(Beginning of Available records)

//! Render request: everything one export consumes

use serde::{Deserialize, Serialize};

use crate::error::{Result, ToneError};
use crate::model::channel::{validate_channels, FrequencyChannel};
use crate::model::effect::EffectSet;

/// Shortest exportable duration in seconds
pub const MIN_DURATION_SECS: f64 = 30.0;

/// Longest exportable duration in seconds (12 hours)
pub const MAX_DURATION_SECS: f64 = 12.0 * 60.0 * 60.0;

/// Default output sample rate
pub const DEFAULT_SAMPLE_RATE: u32 = 48000;

/// Lowest accepted sample rate
pub const MIN_SAMPLE_RATE: u32 = 1000;

/// Highest accepted sample rate
pub const MAX_SAMPLE_RATE: u32 = 192000;

fn default_sample_rate() -> u32 {
    DEFAULT_SAMPLE_RATE
}

/// One export's input, created when the export begins
#[derive(Debug, Clone, PartialEq, Serialize, Deserialize)]
pub struct RenderRequest {
    pub duration_secs: f64,
    #[serde(alias = "frequencies")]
    pub channels: Vec<FrequencyChannel>,
    #[serde(default)]
    pub effects: EffectSet,
    #[serde(default = "default_sample_rate")]
    pub sample_rate: u32,
}

impl RenderRequest {
    pub fn new(duration_secs: f64, channels: Vec<FrequencyChannel>, effects: EffectSet) -> Self {
        Self {
            duration_secs,
            channels,
            effects,
            sample_rate: DEFAULT_SAMPLE_RATE,
        }
    }

    pub fn with_sample_rate(mut self, sample_rate: u32) -> Self {
        self.sample_rate = sample_rate;
        self
    }

    /// Total frames the export produces: `round(duration * sample_rate)`
    pub fn total_frames(&self) -> u64 {
        frames_for(self.duration_secs, self.sample_rate)
    }

    /// Reject the request before any rendering begins
    pub fn validate(&self) -> Result<()> {
        if !self.duration_secs.is_finite()
            || self.duration_secs < MIN_DURATION_SECS
            || self.duration_secs > MAX_DURATION_SECS
        {
            return Err(ToneError::DurationOutOfRange {
                duration_secs: self.duration_secs,
                min_secs: MIN_DURATION_SECS,
                max_secs: MAX_DURATION_SECS,
            });
        }
        validate_sample_rate(self.sample_rate)?;
        validate_channels(&self.channels)?;
        self.effects.validate()
    }
}

/// Check a sample rate against the supported bounds
pub fn validate_sample_rate(sample_rate: u32) -> Result<()> {
    if !(MIN_SAMPLE_RATE..=MAX_SAMPLE_RATE).contains(&sample_rate) {
        return Err(ToneError::SampleRateOutOfRange { sample_rate });
    }
    Ok(())
}

/// Frames covering `secs` at `sample_rate`, rounded to nearest
pub fn frames_for(secs: f64, sample_rate: u32) -> u64 {
    (secs * sample_rate as f64).round().max(0.0) as u64
}

#[cfg(test)]
mod tests {
    use super::*;
    use crate::model::effect::{AudioEffect, EffectKind};
    use test_case::test_case;

    fn request(duration: f64) -> RenderRequest {
        RenderRequest::new(
            duration,
            vec![FrequencyChannel::default_with_id(1)],
            EffectSet::new(),
        )
    }

    #[test_case(30.0 ; "minimum")]
    #[test_case(5000.0 ; "multi slice")]
    #[test_case(43200.0 ; "twelve hours")]
    fn test_valid_durations(duration: f64) {
        assert!(request(duration).validate().is_ok());
    }

    #[test_case(29.9 ; "too short")]
    #[test_case(43200.5 ; "too long")]
    #[test_case(f64::NAN ; "not a number")]
    fn test_invalid_durations(duration: f64) {
        assert!(matches!(
            request(duration).validate(),
            Err(ToneError::DurationOutOfRange { .. })
        ));
    }

    #[test]
    fn test_total_frames() {
        assert_eq!(request(30.0).total_frames(), 1_440_000);
        assert_eq!(request(30.5).with_sample_rate(44100).total_frames(), 1_345_050);
    }

    #[test]
    fn test_sample_rate_bounds() {
        assert!(request(30.0).with_sample_rate(500).validate().is_err());
        assert!(request(30.0).with_sample_rate(8000).validate().is_ok());
    }

    #[test]
    fn test_effect_out_of_range_rejected() {
        let mut req = request(60.0);
        let mut noise = AudioEffect::enabled(EffectKind::Noise, 0.5);
        noise.value = 3.0;
        req.effects.insert(noise);
        assert!(matches!(
            req.validate(),
            Err(ToneError::EffectOutOfRange { .. })
        ));
    }

    #[test]
    fn test_deserialize_with_frequencies_alias() {
        let json = r#"{
            "duration_secs": 30,
            "frequencies": [{"id": 1, "frequency": 432, "waveform": "sine", "enabled": true}],
            "effects": {}
        }"#;
        let req: RenderRequest = serde_json::from_str(json).unwrap();
        assert_eq!(req.sample_rate, DEFAULT_SAMPLE_RATE);
        assert_eq!(req.channels.len(), 1);
        assert!(req.validate().is_ok());
    }
}
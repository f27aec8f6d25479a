//! Codecs
//!
//! WAV encoding of rendered buffers and the provenance fingerprint hidden
//! inside them.

pub mod fingerprint;
pub mod wav;

pub use fingerprint::{
    embed, extract, verify, AudioFingerprint, FingerprintStore, MemoryFingerprintStore,
    Verification,
};
pub use wav::{decode_wav, encode_pcm16, encode_wav, DecodedWav, WAV_HEADER_LEN};
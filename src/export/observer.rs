//! Export progress reporting

use tracing::info;

/// Receives progress from an export, on the exporting task
pub trait ExportObserver: Send {
    /// Overall progress, 0-100, never decreasing
    fn on_progress(&mut self, _percent: f64) {}

    /// A part finished encoding; `index` is 1-based
    ///
    /// `part` is the encoded part itself, so it can be delivered before the
    /// whole export finishes.
    fn on_slice_complete(&mut self, _index: usize, _total: usize, _part: &[u8]) {}
}

/// Ignores every event
#[derive(Debug, Default, Clone, Copy)]
pub struct NoopObserver;

impl ExportObserver for NoopObserver {}

/// Logs parts as they complete and progress in 10% steps
#[derive(Debug, Default, Clone)]
pub struct LoggingObserver {
    last_logged: f64,
}

impl ExportObserver for LoggingObserver {
    fn on_progress(&mut self, percent: f64) {
        if percent >= self.last_logged + 10.0 || percent >= 100.0 {
            info!(percent = format!("{:.0}", percent), "Export progress");
            self.last_logged = percent;
        }
    }

    fn on_slice_complete(&mut self, index: usize, total: usize, part: &[u8]) {
        info!(index, total, bytes = part.len(), "Part encoded");
    }
}

/// Keeps reported progress monotone, holding at 99 until packaging is done
#[derive(Debug, Default, Clone)]
pub struct ProgressTracker {
    last: f64,
}

/// Ceiling before the artifact is assembled
const PRE_PACKAGING_CEILING: f64 = 99.0;

impl ProgressTracker {
    pub fn new() -> Self {
        Self::default()
    }

    pub fn last(&self) -> f64 {
        self.last
    }

    /// Forward `percent` if it moves progress forward
    pub fn update(&mut self, observer: &mut dyn ExportObserver, percent: f64) {
        let clamped = percent.clamp(0.0, PRE_PACKAGING_CEILING);
        if clamped > self.last {
            self.last = clamped;
            observer.on_progress(clamped);
        }
    }

    /// Report completion
    pub fn finish(&mut self, observer: &mut dyn ExportObserver) {
        if self.last < 100.0 {
            self.last = 100.0;
            observer.on_progress(100.0);
        }
    }
}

(End of Available records)

#### What is being asked
Restate verbatim all lines from the start of the data through the line containing "pub const MIN_DURATION_SECS: f64 = 30.0;", with both ends kept.

#### Result for this task
//! Render request: everything one export consumes

use serde::{Deserialize, Serialize};

use crate::error::{Result, ToneError};
use crate::model::channel::{validate_channels, FrequencyChannel};
use crate::model::effect::EffectSet;

/// Shortest exportable duration in seconds
pub const MIN_DURATION_SECS: f64 = 30.0;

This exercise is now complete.